StructScope is a VS Code extension for inspecting the byte-level memory layout of C, C++, and Rust struct-like types. It parses source locally, computes field offsets, field sizes, padding bytes, total size, cache-line split risks, and field reorder suggestions, then renders the result as an interactive byte map with a field table and summary metrics. It is aimed at systems programmers who want quick feedback on data layout without compiling code, launching a debugger, or sending source to a service.

Requirements

You need Python 3.8 or newer, pip, VS Code 1.85 or newer, and Node.js with npm for development builds.

Install the Python dependencies before using the extension backend:

pip install -r python/requirements.txt

Installation

Build or download the VSIX package, then install it manually in VS Code:

code --install-extension structscope-0.1.0.vsix

For local development, install npm dependencies and build the extension bundle:

npm install
npx esbuild src/extension.ts --bundle --platform=node --external:vscode --outfile=out/extension.js

The extension starts a local Python JSON-RPC process when VS Code activates it for C, C++, or Rust files. If Python is not available as python3 or python, set StructScope: Python Path in VS Code settings to the full Python executable path.

Usage

Open a C, C++, header, or Rust source file and place the cursor near a struct, class, or Rust struct definition. Then run StructScope: Analyze Struct from the Command Palette, or press Ctrl+Shift+M on Windows and Linux, or Cmd+Shift+M on macOS. StructScope opens a side panel with the selected layout.

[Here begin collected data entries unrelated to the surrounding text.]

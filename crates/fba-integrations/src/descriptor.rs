//! Static integration catalog
//!
//! Descriptors are code-defined templates, one per supported integration
//! type. They are never persisted; presentation fields always come from here.

use serde::{Deserialize, Serialize};

/// Connection status of an integration
#[derive(Debug, Clone, Copy, PartialEq, Eq, Hash, Serialize, Deserialize)]
#[serde(rename_all = "lowercase")]
pub enum IntegrationStatus {
    /// Settings saved and assumed reachable
    Connected,
    /// Not set up
    Disconnected,
    /// Reserved for a future connectivity check
    Error,
}

impl IntegrationStatus {
    /// Wire name
    #[inline]
    #[must_use]
    pub fn as_str(&self) -> &'static str {
        match self {
            IntegrationStatus::Connected => "connected",
            IntegrationStatus::Disconnected => "disconnected",
            IntegrationStatus::Error => "error",
        }
    }
}

impl std::fmt::Display for IntegrationStatus {
    fn fmt(&self, f: &mut std::fmt::Formatter<'_>) -> std::fmt::Result {
        f.write_str(self.as_str())
    }
}

/// Template for one integration type
#[derive(Debug, Clone, PartialEq, Eq)]
pub struct IntegrationDescriptor {
    /// Stable key
    pub id: &'static str,
    /// Name shown on the card
    pub display_name: &'static str,
    /// One-line description
    pub description: &'static str,
    /// Icon name
    pub icon: &'static str,
    /// Setting keys the configuration form asks for
    pub config_fields: &'static [&'static str],
    /// Initial enabled flag
    pub default_enabled: bool,
    /// Initial status
    pub default_status: IntegrationStatus,
}

impl IntegrationDescriptor {
    /// Create descriptor with no form fields, disabled and disconnected
    #[must_use]
    pub const fn new(id: &'static str, display_name: &'static str) -> Self {
        Self {
            id,
            display_name,
            description: "",
            icon: "",
            config_fields: &[],
            default_enabled: false,
            default_status: IntegrationStatus::Disconnected,
        }
    }
}

/// Built-in integration types
pub const BUILTIN_DESCRIPTORS: &[IntegrationDescriptor] = &[
    IntegrationDescriptor {
        id: "slack",
        display_name: "Slack",
        description: "Post urgent feedback alerts to a Slack channel",
        icon: "slack",
        config_fields: &["webhookUrl", "channel"],
        default_enabled: false,
        default_status: IntegrationStatus::Disconnected,
    },
    IntegrationDescriptor {
        id: "email",
        display_name: "Email",
        description: "Send digests and alerts by email",
        icon: "email",
        config_fields: &["recipients", "smtpHost"],
        default_enabled: true,
        default_status: IntegrationStatus::Connected,
    },
    IntegrationDescriptor {
        id: "teams",
        display_name: "Microsoft Teams",
        description: "Post alerts to a Teams channel webhook",
        icon: "teams",
        config_fields: &["webhookUrl"],
        default_enabled: false,
        default_status: IntegrationStatus::Disconnected,
    },
    IntegrationDescriptor {
        id: "zendesk",
        display_name: "Zendesk",
        description: "Import support tickets as feedback",
        icon: "zendesk",
        config_fields: &["subdomain", "email", "apiToken"],
        default_enabled: false,
        default_status: IntegrationStatus::Disconnected,
    },
    IntegrationDescriptor {
        id: "intercom",
        display_name: "Intercom",
        description: "Import conversations as feedback",
        icon: "intercom",
        config_fields: &["accessToken", "appId"],
        default_enabled: false,
        default_status: IntegrationStatus::Disconnected,
    },
    IntegrationDescriptor {
        id: "freshdesk",
        display_name: "Freshdesk",
        description: "Import support tickets as feedback",
        icon: "freshdesk",
        config_fields: &["domain", "apiKey"],
        default_enabled: false,
        default_status: IntegrationStatus::Disconnected,
    },
    IntegrationDescriptor {
        id: "hubspot",
        display_name: "HubSpot",
        description: "Sync customer records with feedback",
        icon: "hubspot",
        config_fields: &["apiKey", "portalId"],
        default_enabled: false,
        default_status: IntegrationStatus::Disconnected,
    },
];

/// Ordered set of descriptors
#[derive(Debug, Clone)]
pub struct IntegrationCatalog {
    descriptors: Vec<IntegrationDescriptor>,
}

impl IntegrationCatalog {
    /// Catalog from descriptors; later duplicates of an id are ignored
    #[must_use]
    pub fn new(descriptors: impl IntoIterator<Item = IntegrationDescriptor>) -> Self {
        let mut unique: Vec<IntegrationDescriptor> = Vec::new();
        for d in descriptors {
            if unique.iter().any(|u| u.id == d.id) {
                tracing::warn!(id = d.id, "Ignoring duplicate integration descriptor");
                continue;
            }
            unique.push(d);
        }
        Self { descriptors: unique }
    }

    /// Built-in catalog
    #[must_use]
    pub fn builtin() -> Self {
        Self::new(BUILTIN_DESCRIPTORS.iter().cloned())
    }

    /// Look up a descriptor
    #[inline]
    #[must_use]
    pub fn get(&self, id: &str) -> Option<&IntegrationDescriptor> {
        self.descriptors.iter().find(|d| d.id == id)
    }

    /// Check if id is known
    #[inline]
    #[must_use]
    pub fn contains(&self, id: &str) -> bool {
        self.get(id).is_some()
    }

    /// Iterate in catalog order
    pub fn iter(&self) -> impl Iterator<Item = &IntegrationDescriptor> {
        self.descriptors.iter()
    }

    /// Ids in catalog order
    #[must_use]
    pub fn ids(&self) -> Vec<&'static str> {
        self.descriptors.iter().map(|d| d.id).collect()
    }

    /// Number of descriptors
    #[inline]
    #[must_use]
    pub fn len(&self) -> usize {
        self.descriptors.len()
    }

    /// Check if empty
    #[inline]
    #[must_use]
    pub fn is_empty(&self) -> bool {
        self.descriptors.is_empty()
    }
}

impl Default for IntegrationCatalog {
    fn default() -> Self {
        Self::builtin()
    }
}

The panel shows a colored byte map for each field, striped padding bytes, a cache line ruler, a field table with offsets and sizes, summary metrics, and reorder suggestions when the current field order wastes space.

Changing the platform or cache line dropdown reruns the analysis and updates the panel. Moving the cursor to a different struct while the panel is open refreshes the view after a short debounce.

What It Checks

StructScope reports byte offsets, field sizes, inter-field padding, trailing padding, total struct size, overall alignment, padding waste ratio, cache-line splits, and greedy reorder suggestions. It also publishes VS Code diagnostics for padding after fields, cache-line split warnings, and high-padding structs.

Supported Languages and Platforms

Supported languages are C structs, C++ structs and classes with data members, and Rust structs. Supported platforms are x86_64, arm64, arm32, avr, and riscv32.

The current release focuses on common scalar, pointer, array, nested struct, and Rust primitive cases. Unknown types are preserved in the output and marked unresolved instead of being guessed.

How It Works

The extension is split into a TypeScript VS Code frontend and a Python analysis backend. The frontend spawns python/server.py and communicates over newline-delimited JSON-RPC on stdio. The Python backend uses tree-sitter grammars for C, C++, and Rust, resolves known primitive and pointer sizes from ABI platform tables, computes layout using standard alignment arithmetic, and returns JSON to the webview. The webview renders everything from local HTML, CSS, and JavaScript.

StructScope does not call cloud services, LLM APIs, compiler toolchains, or external analysis servers. Source text stays on the local machine.

Development

Run the Python tests:

pytest tests/ -v

Run the server integration test:

python tests/test_server_integration.py

Run TypeScript checks and build:

npx tsc --noEmit
npx esbuild src/extension.ts --bundle --platform=node --external:vscode --outfile=out/extension.js

Package the extension:

npx @vscode/vsce package

Contributing

Keep changes local first and testable. Parser changes should include fixtures and pytest coverage. Layout changes should include explicit expected offsets, padding, and total sizes. Webview changes should preserve VS Code theme variables and avoid external scripts.